Gli arrotolò le maniche di flanella fino a sopra il gomito e posò su mano e polso il tessuto imbevuto. Il braccio del Tigre era ricoperto di arabeschi tatuati di nero, sembravano simboli di un rito antico o formule magiche inventate dai folletti.

“E questi?”

“Sono tatuaggi, non si vede?”

“Sì beh, ma cosa vogliono dire?”

“Nulla”.

“Nulla? Tu ti sei fatto incidere a sangue la carne e non è nulla?”

“Sarebbe troppo lunga da raccontare”.

“Tu provaci”.

“Un’altra volta. Forse”.

Ed allora era uscito fuori, sotto le stelle, per girarsi una sigaretta con una mano sola.

“Che cosa vuoi in cambio per raccontarmi dei tatuaggi?” - Alice era emersa da una nuvola di fumo aromatico accanto a lui, sedendosi lentamente sulla panchina fuori dal rifugio. Alla sera, le stelle, le guardava da lì.

“Ci penso.”

“Promesso?”

Il Tigre rise, ed aspirò con soddisfazione uno sbuffo di fumo.

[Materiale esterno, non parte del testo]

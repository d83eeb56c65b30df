use anyhow::Result;
use arrow::{
    array::{ArrayRef, Date32Builder, Int64Builder, StringBuilder},
    datatypes::{DataType, Field, Schema},
    record_batch::{RecordBatch, RecordBatchOptions},
};
use chrono::{Datelike, NaiveDate};
use std::{collections::BTreeMap, sync::Arc};
use tracing::warn;

use crate::process::{date_parser, utils};

/// Days between 0001-01-01 (CE day 1) and 1970-01-01, the Date32 epoch.
const UNIX_EPOCH_FROM_CE: i32 = 719_163;

pub fn date_to_date32(date: NaiveDate) -> i32 {
    date.num_days_from_ce() - UNIX_EPOCH_FROM_CE
}

pub fn date32_to_date(days: i32) -> Option<NaiveDate> {
    NaiveDate::from_num_days_from_ce_opt(days.checked_add(UNIX_EPOCH_FROM_CE)?)
}

/// How a column is typed in the canonical record set.
#[derive(Clone, Copy, Debug, PartialEq, Eq)]
pub enum ColumnKind {
    /// Trimmed, outer quotes stripped; for raw source cells.
    Text,
    /// Kept byte for byte; for cells this crate already wrote.
    Verbatim,
    Date,
    Days,
}

impl ColumnKind {
    pub fn data_type(self) -> DataType {
        match self {
            ColumnKind::Text | ColumnKind::Verbatim => DataType::Utf8,
            ColumnKind::Date => DataType::Date32,
            ColumnKind::Days => DataType::Int64,
        }
    }
}

/// What the coercer saw: designated columns that were missing and, per date
/// column, how many non-empty cells failed to parse.
#[derive(Debug, Default, Clone, PartialEq, Eq)]
pub struct CoercionReport {
    pub missing_columns: Vec<String>,
    pub unparsable: BTreeMap<String, usize>,
}

impl CoercionReport {
    pub fn unparsable_total(&self) -> usize {
        self.unparsable.values().sum()
    }

    pub fn is_missing(&self, column: &str) -> bool {
        self.missing_columns.iter().any(|c| c == column)
    }
}

/// Whole-day count from a cell such as `5` or `5.0` (the latter is how
/// dataframe tools write integer columns containing blanks).
fn parse_days(raw: &str) -> Option<i64> {
    let s = utils::clean_str(raw);
    s.parse::<i64>().ok().or_else(|| {
        let f: f64 = s.parse().ok()?;
        (f.is_finite() && f.fract() == 0.0).then_some(f as i64)
    })
}

/// Build a typed batch from string rows. `kind_of` decides each column's type;
/// cells that do not fit the type become null.
pub fn build_batch(
    headers: &[String],
    rows: &[Vec<String>],
    kind_of: impl Fn(&str) -> ColumnKind,
) -> Result<(RecordBatch, CoercionReport)> {
    let mut report = CoercionReport::default();
    let mut fields = Vec::with_capacity(headers.len());
    let mut cols: Vec<ArrayRef> = Vec::with_capacity(headers.len());

    for (i, name) in headers.iter().enumerate() {
        let kind = kind_of(name.as_str());
        let cells = rows.iter().map(|r| r.get(i).map(String::as_str).unwrap_or(""));
        fields.push(Field::new(name, kind.data_type(), true));

        match kind {
            ColumnKind::Text => {
                let mut b = StringBuilder::with_capacity(rows.len(), rows.len() * 16);
                for cell in cells {
                    b.append_option(utils::non_empty(cell));
                }
                cols.push(Arc::new(b.finish()));
            }
            ColumnKind::Verbatim => {
                let mut b = StringBuilder::with_capacity(rows.len(), rows.len() * 16);
                for cell in cells {
                    b.append_option((!cell.is_empty()).then_some(cell));
                }
                cols.push(Arc::new(b.finish()));
            }
            ColumnKind::Date => {
                let mut b = Date32Builder::with_capacity(rows.len());
                let mut bad = 0usize;
                for cell in cells {
                    let parsed = date_parser::parse_date(cell);
                    if parsed.is_none() && utils::non_empty(cell).is_some() {
                        bad += 1;
                    }
                    b.append_option(parsed.map(date_to_date32));
                }
                if bad > 0 {
                    warn!(column = %name, cells = bad, "unparsable dates set to absent");
                    report.unparsable.insert(name.clone(), bad);
                }
                cols.push(Arc::new(b.finish()));
            }
            ColumnKind::Days => {
                let mut b = Int64Builder::with_capacity(rows.len());
                for cell in cells {
                    b.append_option(parse_days(cell));
                }
                cols.push(Arc::new(b.finish()));
            }
        }
    }

    let schema = Arc::new(Schema::new(fields));
    // explicit row count so a header-only table still carries its schema
    let opts = RecordBatchOptions::new().with_row_count(Some(rows.len()));
    let batch = RecordBatch::try_new_with_options(schema, cols, &opts)?;
    Ok((batch, report))
}

/// Temporal coercion step: designated date columns become Date32, everything
/// else stays text. Designated columns that are absent are reported, not fatal.
pub fn coerce_dates(
    headers: &[String],
    rows: &[Vec<String>],
    date_columns: &[&str],
) -> Result<(RecordBatch, CoercionReport)> {
    let (batch, mut report) = build_batch(headers, rows, |name| {
        if date_columns.contains(&name) {
            ColumnKind::Date
        } else {
            ColumnKind::Text
        }
    })?;

    for col in date_columns {
        if !headers.iter().any(|h| h == col) {
            warn!(column = %col, "date column not found in source");
            report.missing_columns.push(col.to_string());
        }
    }
    Ok((batch, report))
}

La mattina dopo, quando Alice si svegliò, trovò il caffè caldo in un bricco sul tavolo e un biglietto del Tigre, scritto in inglese: “Io devo tornare in paese. Torno settimana prossima. Tu pensa a cosa vuoi fare. L’inverno sta arrivando”.


Alice uscì fuori e sedette nuovamente sulla panchina, le spalle strette in una coperta.

Guardava i prati e il campo rosso di fronte a lei, quando dalla nebbia che andava diradandosi emersero due figure in movimento.

Troppo lente per essere bestie.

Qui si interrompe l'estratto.